Warning: superfluous review following. I was once again reminded of a much loved film while watching the teaser trailer for Gore Verbinksi’s Rango (2011). The parched, empty Mojave Desert, the alarmingly bright and out-of-place Hawaiian shirt, and then the words “starring Johnny Depp.” Clearly we were reliving one of the classic drug trips…but where was the TarGard Permanent Filter System cigarette holder, green translucent visor, and hallucinatory manta rays?

The sixties are dead and the seventies don’t look like they’ll be near as much fun, echoes the wistful message of cult favorite Fear and Loathing in Las Vegas (1998). Terry Gilliam (one of my personal favorite directors) might have been the ideal choice to film this unfilmable story by Hunter S. Thompson (one of my personal favorite writers).
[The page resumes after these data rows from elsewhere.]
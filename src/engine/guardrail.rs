//! Guardrail repairer - cross-field consistency and signal derivation
//!
//! Each record kind owns an ordered table of guardrails; later rules may
//! depend on earlier corrections. The repairer never fails: it receives
//! only gate-valid input and always produces a record satisfying every
//! contract invariant. All repairs are idempotent - re-running the full
//! pipeline on an already-normalized record yields the identical record.

use crate::contracts::{GuidanceReport, HapticCue, HazardReport};
use crate::taxonomy::FALLBACK_TAG;

/// Outcome of schema-gate parsing of the declared haptic value.
///
/// `Invalid` covers both a missing field and an out-of-domain label; the
/// repairer treats them the same way.
#[derive(Debug, Clone, Copy, PartialEq, Eq)]
pub enum DeclaredHaptic {
    Valid(HapticCue),
    Invalid,
}

/// Context carried from the schema gate into guardrail evaluation.
#[derive(Debug, Clone, Copy)]
pub struct GuardrailContext {
    pub declared_haptic: DeclaredHaptic,
}

/// A single repair rule. Returns true when it changed the record.
pub struct Guardrail<R> {
    /// Stable identifier, reported in logs, metrics, and check output
    pub id: &'static str,
    pub apply: fn(&mut R, &GuardrailContext) -> bool,
}

/// Hazard repairs in contract order.
pub static HAZARD_GUARDRAILS: &[Guardrail<HazardReport>] = &[
    Guardrail {
        id: "no_hazard_zeroing",
        apply: no_hazard_zeroing,
    },
    Guardrail {
        id: "hazard_count_floor",
        apply: hazard_count_floor,
    },
    Guardrail {
        id: "fallback_category",
        apply: fallback_category,
    },
    Guardrail {
        id: "confidence_clamp",
        apply: hazard_confidence_clamp,
    },
    Guardrail {
        id: "haptic_derivation",
        apply: haptic_derivation,
    },
    Guardrail {
        id: "traffic_light_suppression",
        apply: hazard_traffic_light_suppression,
    },
];

/// Guidance repairs in contract order.
pub static GUIDANCE_GUARDRAILS: &[Guardrail<GuidanceReport>] = &[
    Guardrail {
        id: "confidence_clamp",
        apply: guidance_confidence_clamp,
    },
    Guardrail {
        id: "haptic_fallback",
        apply: haptic_fallback,
    },
    Guardrail {
        id: "traffic_light_suppression",
        apply: guidance_traffic_light_suppression,
    },
    Guardrail {
        id: "no_hazard_guidance_reset",
        apply: no_hazard_guidance_reset,
    },
];

/// Hazard attributes from a "no hazard" response are generator noise.
fn no_hazard_zeroing(report: &mut HazardReport, _: &GuardrailContext) -> bool {
    if report.hazard_detected {
        return false;
    }
    if report.num_hazards == 0 && report.hazard_types.is_empty() {
        return false;
    }
    report.num_hazards = 0;
    report.hazard_types.clear();
    true
}

/// A detected hazard implies at least one.
fn hazard_count_floor(report: &mut HazardReport, _: &GuardrailContext) -> bool {
    if report.hazard_detected && report.num_hazards == 0 {
        report.num_hazards = 1;
        true
    } else {
        false
    }
}

/// Never leave a detected hazard uncategorized.
fn fallback_category(report: &mut HazardReport, _: &GuardrailContext) -> bool {
    if report.hazard_detected && report.hazard_types.is_empty() {
        report.hazard_types.push(FALLBACK_TAG.to_string());
        true
    } else {
        false
    }
}

/// Clamp into [0.0, 1.0]; non-finite values (coerced from strings like
/// "NaN") collapse to 0.0.
fn clamp_confidence(value: f64) -> f64 {
    if !value.is_finite() {
        return 0.0;
    }
    value.clamp(0.0, 1.0)
}

fn hazard_confidence_clamp(report: &mut HazardReport, _: &GuardrailContext) -> bool {
    let clamped = clamp_confidence(report.confidence);
    if clamped.to_bits() != report.confidence.to_bits() {
        report.confidence = clamped;
        true
    } else {
        false
    }
}

fn guidance_confidence_clamp(report: &mut GuidanceReport, _: &GuardrailContext) -> bool {
    let clamped = clamp_confidence(report.confidence);
    if clamped.to_bits() != report.confidence.to_bits() {
        report.confidence = clamped;
        true
    } else {
        false
    }
}

/// Bearing/proximity state machine for missing or invalid haptic values.
///
/// Runs after canonicalization, so bearing and proximity are already
/// lowercased and trimmed.
fn derive_haptic(report: &HazardReport) -> HapticCue {
    if report.hazard_detected && report.proximity == "near" {
        match report.bearing.as_str() {
            "left" => HapticCue::LeftHaptic,
            "right" => HapticCue::RightHaptic,
            "center" => HapticCue::FullHaptic,
            _ => HapticCue::NoHaptic,
        }
    } else {
        HapticCue::NoHaptic
    }
}

/// Derive the haptic cue when the declared value was missing or invalid.
///
/// An explicit, enum-valid declaration is trusted unconditionally, even
/// when it looks inconsistent with bearing/proximity.
fn haptic_derivation(report: &mut HazardReport, context: &GuardrailContext) -> bool {
    match context.declared_haptic {
        DeclaredHaptic::Valid(cue) => {
            report.haptic_recommendation = cue;
            false
        }
        DeclaredHaptic::Invalid => {
            report.haptic_recommendation = derive_haptic(report);
            true
        }
    }
}

/// Guidance records carry no bearing/proximity; invalid declarations
/// collapse to no_haptic.
fn haptic_fallback(report: &mut GuidanceReport, context: &GuardrailContext) -> bool {
    match context.declared_haptic {
        DeclaredHaptic::Valid(cue) => {
            report.haptic_recommendation = cue;
            false
        }
        DeclaredHaptic::Invalid => {
            report.haptic_recommendation = HapticCue::NoHaptic;
            true
        }
    }
}

/// Speculative sightings without a positive detection flag are not surfaced.
fn hazard_traffic_light_suppression(report: &mut HazardReport, _: &GuardrailContext) -> bool {
    if !report.traffic_light_detected && report.traffic_light_info.is_some() {
        report.traffic_light_info = None;
        true
    } else {
        false
    }
}

fn guidance_traffic_light_suppression(
    report: &mut GuidanceReport,
    _: &GuardrailContext,
) -> bool {
    if !report.traffic_light_detected && report.traffic_light_info.is_some() {
        report.traffic_light_info = None;
        true
    } else {
        false
    }
}

/// No hazard means no hazard guidance and no haptic, regardless of what the
/// generator supplied.
fn no_hazard_guidance_reset(report: &mut GuidanceReport, _: &GuardrailContext) -> bool {
    if report.hazard_detected {
        return false;
    }
    let changed = !report.hazard_guidance.is_empty()
        || report.haptic_recommendation != HapticCue::NoHaptic;
    report.hazard_guidance.clear();
    report.haptic_recommendation = HapticCue::NoHaptic;
    changed
}
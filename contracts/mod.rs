//! Wire contracts for validated records
//!
//! These types define the record shapes delivered to downstream consumers
//! (speech synthesis, haptic actuators, navigation UI). Field names, types,
//! and defaults are the wire contract: any serializer must reproduce them
//! byte-for-byte. Both record kinds carry hazard-schema v3.0 semantics
//! (haptic and traffic-light fields present).
//!
//! Construction from untrusted input goes through the engine's schema gate;
//! the serde `Deserialize` impls exist for trusted round-trips (tests,
//! replaying already-normalized records), not for ingesting generator
//! output.

use serde::{Deserialize, Serialize};
use std::fmt;

/// Schema version tag for both record kinds (haptics + traffic lights).
pub const SCHEMA_VERSION: &str = "3.0";

/// Directional feedback instruction for the wearable actuator.
#[derive(Debug, Clone, Copy, PartialEq, Eq, Hash, Serialize, Deserialize)]
#[serde(rename_all = "snake_case")]
pub enum HapticCue {
    LeftHaptic,
    RightHaptic,
    FullHaptic,
    NoHaptic,
}

impl HapticCue {
    /// All four cues, for introspection endpoints and tests.
    pub const ALL: [HapticCue; 4] = [
        HapticCue::LeftHaptic,
        HapticCue::RightHaptic,
        HapticCue::FullHaptic,
        HapticCue::NoHaptic,
    ];

    /// Wire spelling of this cue
    pub fn as_str(self) -> &'static str {
        match self {
            HapticCue::LeftHaptic => "left_haptic",
            HapticCue::RightHaptic => "right_haptic",
            HapticCue::FullHaptic => "full_haptic",
            HapticCue::NoHaptic => "no_haptic",
        }
    }

    /// Parse an already lowercased/trimmed label.
    ///
    /// Returns `None` for anything outside the four-value domain; the
    /// guardrail repairer decides what to do with such input.
    pub fn from_label(label: &str) -> Option<Self> {
        match label {
            "left_haptic" => Some(HapticCue::LeftHaptic),
            "right_haptic" => Some(HapticCue::RightHaptic),
            "full_haptic" => Some(HapticCue::FullHaptic),
            "no_haptic" => Some(HapticCue::NoHaptic),
            _ => None,
        }
    }
}

impl Default for HapticCue {
    fn default() -> Self {
        HapticCue::NoHaptic
    }
}

impl fmt::Display for HapticCue {
    fn fmt(&self, f: &mut fmt::Formatter<'_>) -> fmt::Result {
        write!(f, "{}", self.as_str())
    }
}

/// A reported traffic light.
///
/// Present in a record only alongside a positive `traffic_light_detected`
/// flag; otherwise the record carries a true absence, never a default-valued
/// sighting.
#[derive(Debug, Clone, PartialEq, Serialize, Deserialize)]
pub struct TrafficLightSighting {
    /// Estimated distance to the light in meters
    #[serde(alias = "approximate_distance_meters")]
    pub distance_meters: u32,
    /// Short description of the light and its state
    pub description: String,
    /// Whether a dedicated traffic analysis pass should be scheduled
    #[serde(default = "default_requires_deep_analyze")]
    pub requires_deep_analyze: bool,
}

fn default_requires_deep_analyze() -> bool {
    true
}

/// Obstacle detection record.
#[derive(Debug, Clone, PartialEq, Serialize, Deserialize)]
pub struct HazardReport {
    pub hazard_detected: bool,
    pub num_hazards: u32,
    /// Canonical tags in first-seen saliency order, no duplicates
    pub hazard_types: Vec<String>,
    /// Spoken one-line summary, 1-200 characters
    pub one_sentence: String,
    /// Spoken evasive action, 1-250 characters
    pub evasive_suggestion: String,
    /// Free-form bearing label, lowercased ("left", "right", "center", ...)
    pub bearing: String,
    /// Free-form proximity label, lowercased ("near", "far", ...)
    pub proximity: String,
    /// Generator confidence, clamped into [0.0, 1.0]
    pub confidence: f64,
    /// Free-form notes, at most 300 characters
    pub notes: String,
    pub haptic_recommendation: HapticCue,
    pub traffic_light_detected: bool,
    pub traffic_light_info: Option<TrafficLightSighting>,
}

/// Turn-by-turn instruction fused with hazard and traffic-light sightings.
#[derive(Debug, Clone, PartialEq, Serialize, Deserialize)]
pub struct GuidanceReport {
    pub hazard_detected: bool,
    /// Spoken first when a hazard exists; empty otherwise
    pub hazard_guidance: String,
    pub haptic_recommendation: HapticCue,
    /// Enhanced navigation instruction, 1-300 characters
    pub navigation_instruction: String,
    pub traffic_light_detected: bool,
    pub traffic_light_info: Option<TrafficLightSighting>,
    /// Generator confidence, clamped into [0.0, 1.0], defaults to 0.9
    pub confidence: f64,
    pub notes: String,
}
//! Output formatting for the Hazard Validation Agent CLI
//!
//! Structured output in JSON and human-readable table formats, with
//! colored repair and violation reporting.

use clap::ValueEnum;
use colored::Colorize;
use serde::{Deserialize, Serialize};
use std::io::{self, Write};

use crate::engine::Normalized;
use crate::error::{AgentError, SchemaViolation};
use crate::taxonomy;

/// Output format options for CLI results
#[derive(Copy, Clone, PartialEq, Eq, PartialOrd, Ord, ValueEnum, Debug, Default)]
pub enum OutputFormat {
    /// Human-readable table format with colors
    #[default]
    Table,
    /// JSON format for machine processing
    Json,
}

/// Normalization output structure for rendering
#[derive(Debug, Clone, Serialize, Deserialize)]
pub struct NormalizeOutput {
    /// Record kind ("hazard" or "guidance")
    pub kind: String,
    /// Whether any guardrail repairs were applied
    pub repaired: bool,
    /// Ids of the guardrails that fired, in evaluation order
    pub repairs_applied: Vec<String>,
    /// The fully normalized record
    pub record: serde_json::Value,
    /// Summary message
    pub summary: String,
}

impl NormalizeOutput {
    /// Create output from a normalization result
    pub fn from_normalized<R: Serialize>(
        kind: &str,
        normalized: &Normalized<R>,
    ) -> Result<Self, AgentError> {
        let record = serde_json::to_value(&normalized.record)
            .map_err(|e| AgentError::SerializationError(e.to_string()))?;
        let repaired = !normalized.repairs.is_empty();
        let summary = if repaired {
            format!(
                "Record normalized with {} repair(s)",
                normalized.repairs.len()
            )
        } else {
            "Record already satisfies the contract".to_string()
        };
        Ok(Self {
            kind: kind.to_string(),
            repaired,
            repairs_applied: normalized.repairs.iter().map(|id| id.to_string()).collect(),
            record,
            summary,
        })
    }

    /// Render output in the specified format
    pub fn render(&self, format: OutputFormat) -> Result<(), AgentError> {
        match format {
            OutputFormat::Json => render_json(self),
            OutputFormat::Table => self.render_table(),
        }
    }

    fn render_table(&self) -> Result<(), AgentError> {
        let mut stdout = io::stdout();

        writeln!(stdout).ok();
        writeln!(stdout, "{}", "Normalization Results".cyan().bold()).ok();
        writeln!(stdout, "{}", "=".repeat(60)).ok();
        writeln!(stdout).ok();

        let status_icon = if self.repaired {
            "!".yellow()
        } else {
            "+".green()
        };
        writeln!(stdout, "{} [{}] {}", status_icon, self.kind, self.summary).ok();

        if !self.repairs_applied.is_empty() {
            writeln!(stdout).ok();
            writeln!(stdout, "{}", "Repairs applied:".cyan().bold()).ok();
            for repair in &self.repairs_applied {
                writeln!(stdout, "  {} {}", "-".yellow(), repair).ok();
            }
        }

        writeln!(stdout).ok();
        writeln!(stdout, "{}", "Record:".cyan().bold()).ok();
        let pretty = serde_json::to_string_pretty(&self.record)
            .map_err(|e| AgentError::SerializationError(e.to_string()))?;
        writeln!(stdout, "{}", pretty).ok();

        stdout.flush().ok();
        Ok(())
    }
}

/// Schema violation output structure for rendering
#[derive(Debug, Clone, Serialize, Deserialize)]
pub struct ViolationOutput {
    /// Record kind the input was checked as
    pub kind: String,
    /// Offending field (dotted path for nested fields)
    pub field: String,
    /// The violated constraint
    pub constraint: String,
    /// Human-readable message
    pub message: String,
}

impl ViolationOutput {
    /// Create output from a schema violation
    pub fn from_violation(kind: &str, violation: &SchemaViolation) -> Self {
        Self {
            kind: kind.to_string(),
            field: violation.field().to_string(),
            constraint: violation.constraint(),
            message: violation.to_string(),
        }
    }

    /// Render output in the specified format
    pub fn render(&self, format: OutputFormat) -> Result<(), AgentError> {
        match format {
            OutputFormat::Json => render_json(self),
            OutputFormat::Table => {
                let mut stdout = io::stdout();
                writeln!(stdout).ok();
                writeln!(
                    stdout,
                    "{} {} {}",
                    "x".red(),
                    "SCHEMA VIOLATION".red().bold(),
                    self.message
                )
                .ok();
                writeln!(stdout, "  {} {}", "Field:".dimmed(), self.field.cyan()).ok();
                writeln!(
                    stdout,
                    "  {} {}",
                    "Constraint:".dimmed(),
                    self.constraint.yellow()
                )
                .ok();
                stdout.flush().ok();
                Ok(())
            }
        }
    }
}

/// Vocabulary listing output
#[derive(Debug, Clone, Serialize, Deserialize)]
pub struct VocabularyOutput {
    pub schema_version: String,
    pub tags: Vec<String>,
    pub aliases: std::collections::BTreeMap<String, String>,
    pub fallback_tag: String,
}

impl VocabularyOutput {
    /// Collect the process-wide vocabulary tables
    pub fn collect() -> Self {
        Self {
            schema_version: crate::contracts::SCHEMA_VERSION.to_string(),
            tags: taxonomy::CANONICAL_TAGS
                .iter()
                .map(|t| t.to_string())
                .collect(),
            aliases: taxonomy::aliases()
                .iter()
                .map(|(from, to)| (from.to_string(), to.to_string()))
                .collect(),
            fallback_tag: taxonomy::FALLBACK_TAG.to_string(),
        }
    }

    /// Render output in the specified format
    pub fn render(&self, format: OutputFormat) -> Result<(), AgentError> {
        match format {
            OutputFormat::Json => render_json(self),
            OutputFormat::Table => {
                let mut stdout = io::stdout();
                writeln!(stdout).ok();
                writeln!(
                    stdout,
                    "{}",
                    format!("Hazard Vocabulary (schema v{})", self.schema_version)
                        .cyan()
                        .bold()
                )
                .ok();
                writeln!(stdout, "{}", "=".repeat(60)).ok();
                writeln!(stdout).ok();

                writeln!(
                    stdout,
                    "{}",
                    format!("Canonical tags ({}):", self.tags.len()).cyan().bold()
                )
                .ok();
                for chunk in self.tags.chunks(5) {
                    writeln!(stdout, "  {}", chunk.join(", ")).ok();
                }

                writeln!(stdout).ok();
                writeln!(stdout, "{}", "Aliases:".cyan().bold()).ok();
                for (from, to) in &self.aliases {
                    writeln!(stdout, "  {} {} {}", from.yellow(), "->".dimmed(), to).ok();
                }

                writeln!(stdout).ok();
                writeln!(
                    stdout,
                    "Fallback category: {}",
                    self.fallback_tag.green().bold()
                )
                .ok();
                stdout.flush().ok();
                Ok(())
            }
        }
    }
}

/// Render any serializable output as pretty JSON
fn render_json<T: Serialize>(output: &T) -> Result<(), AgentError> {
    let json = serde_json::to_string_pretty(output)
        .map_err(|e| AgentError::SerializationError(e.to_string()))?;
    println!("{}", json);
    Ok(())
}

#[cfg(test)]
mod tests {
    use super::*;
    use crate::contracts::HazardReport;
    use crate::engine::NormalizationEngine;
    use serde_json::json;

    #[test]
    fn test_output_format_default() {
        assert_eq!(OutputFormat::default(), OutputFormat::Table);
    }

    #[test]
    fn test_normalize_output_summary() {
        let raw = json!({
            "hazard_detected": true,
            "num_hazards": 0,
            "hazard_types": [],
            "one_sentence": "Something ahead.",
            "evasive_suggestion": "Slow down.",
            "bearing": "center",
            "proximity": "far",
            "confidence": 0.5,
            "notes": "",
            "haptic_recommendation": "no_haptic"
        });
        let normalized = NormalizationEngine::new()
            .normalize_with_report::<HazardReport>(&raw)
            .unwrap();
        let output = NormalizeOutput::from_normalized("hazard", &normalized).unwrap();
        assert!(output.repaired);
        assert!(output
            .repairs_applied
            .contains(&"hazard_count_floor".to_string()));
        assert!(output
            .repairs_applied
            .contains(&"fallback_category".to_string()));
        assert!(output.summary.contains("repair"));
    }

    #[test]
    fn test_violation_output_fields() {
        let violation = SchemaViolation::missing("one_sentence");
        let output = ViolationOutput::from_violation("hazard", &violation);
        assert_eq!(output.field, "one_sentence");
        assert_eq!(output.constraint, "required");
    }

    #[test]
    fn test_vocabulary_output_collect() {
        let output = VocabularyOutput::collect();
        assert_eq!(output.tags.len(), 45);
        assert_eq!(output.aliases.get("bike"), Some(&"bicycle".to_string()));
        assert_eq!(output.fallback_tag, "debris");
    }
}
//! Hazard Validation Agent CLI
//!
//! Command-line interface for the Hazard Validation Agent.
//!
//! # Usage
//!
//! ```bash
//! # Normalize a recorded hazard analysis
//! hazard-validate normalize --input response.json --kind hazard
//!
//! # Check whether a guidance record needs repairs
//! hazard-validate check --input response.json --kind guidance --format json
//!
//! # Print the closed hazard vocabulary
//! hazard-validate vocabulary
//! ```
//!
//! # Exit Codes
//!
//! - 0: Success - record normalized, no repairs needed
//! - 1: The schema gate rejected the record
//! - 2: Record normalized, guardrail repairs applied (check only)
//! - 3: Invalid input or arguments
//! - 4: File not found or inaccessible
//! - 10: Internal error

use clap::Parser;
use hazard_validation::{run_cli, HazardValidateCli};

fn main() {
    // Initialize tracing subscriber for logging
    tracing_subscriber::fmt()
        .with_env_filter(
            tracing_subscriber::EnvFilter::from_default_env()
                .add_directive(tracing::Level::WARN.into()),
        )
        .with_target(false)
        .init();

    // Parse CLI arguments
    let cli = HazardValidateCli::parse();

    // Run the CLI and exit with appropriate code
    let exit_code = run_cli(cli);
    std::process::exit(exit_code.into());
}
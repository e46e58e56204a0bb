//! Closed hazard vocabulary and alias resolution
//!
//! The canonical tag set and the alias table are immutable, process-wide,
//! read-only lookup structures built once on first use. No dynamic
//! registration exists; downstream actuation only understands these tags.

use std::collections::{HashMap, HashSet};
use std::sync::OnceLock;

/// Canonical hazard category tags (v3.0 taxonomy), in taxonomy order.
pub static CANONICAL_TAGS: &[&str] = &[
    "trafficcone",
    "person",
    "vehicle",
    "bicycle",
    "motorcycle",
    "stroller",
    "barrier",
    "fence",
    "gatearm",
    "construction",
    "debris",
    "pole",
    "signpost",
    "bollard",
    "step",
    "curb",
    "openhole",
    "puddle",
    "crack",
    "uneven",
    "ramp",
    "trolley",
    "door",
    "furniture",
    "planter",
    "vegetation",
    "dog",
    "leash",
    "cart",
    "ladder",
    "pallet",
    "scaffold",
    "wire",
    "rope",
    "rail",
    "bench",
    "trashcan",
    "mailbox",
    "hydrant",
    "scooter",
    "wheelchair",
    "crate",
    "box",
    "bag",
    "suitcase",
];

/// Informal or synonym spellings seen in generator output, mapped to their
/// canonical tag.
static TAG_ALIASES: &[(&str, &str)] = &[
    ("cone", "trafficcone"),
    ("car", "vehicle"),
    ("truck", "vehicle"),
    ("van", "vehicle"),
    ("bike", "bicycle"),
    ("sign", "signpost"),
    ("bollards", "bollard"),
];

/// Category assigned when a detected hazard arrives uncategorized.
pub const FALLBACK_TAG: &str = "debris";

/// The closed vocabulary as a lookup set.
pub fn vocabulary() -> &'static HashSet<&'static str> {
    static VOCABULARY: OnceLock<HashSet<&'static str>> = OnceLock::new();
    VOCABULARY.get_or_init(|| CANONICAL_TAGS.iter().copied().collect())
}

/// The alias table as a lookup map.
pub fn aliases() -> &'static HashMap<&'static str, &'static str> {
    static ALIASES: OnceLock<HashMap<&'static str, &'static str>> = OnceLock::new();
    ALIASES.get_or_init(|| TAG_ALIASES.iter().copied().collect())
}

/// Check whether a tag belongs to the closed vocabulary.
pub fn is_canonical(tag: &str) -> bool {
    vocabulary().contains(tag)
}

/// Resolve an already-folded label through the alias table.
///
/// Unknown labels pass through unchanged; vocabulary membership is decided
/// separately by the canonicalizer.
pub fn resolve_alias(label: &str) -> &str {
    aliases().get(label).copied().unwrap_or(label)
}

/// Lowercase and trim a free-text label.
pub fn fold_label(label: &str) -> String {
    label.trim().to_lowercase()
}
If you haven’t read the book (first published in novel form in 1972), fix this immediately, but if you have read it you would know just how impossible it seems to put on film. Hunter S. Thompson’s Fear and Loathing in Las Vegas: A Savage Journey to the Heart of the American Dream is a fractured quasi-autobiographical account of a drug-addled excursion to casino central. It is also a lament for the loss of the innocence and purity of the sixties counterculture while simultaneously an ironic discovery of how perverted and hollow the American Dream has become. There are isolated events and meandering amusing tales woven throughout the story, but nothing really strikes one as being particularly cinematic. The only real thing uniting passages are the ideas and the two main characters—Raoul Duke (aka Thompson) and his attorney Dr. Gonzo (aka Oscar Acosta).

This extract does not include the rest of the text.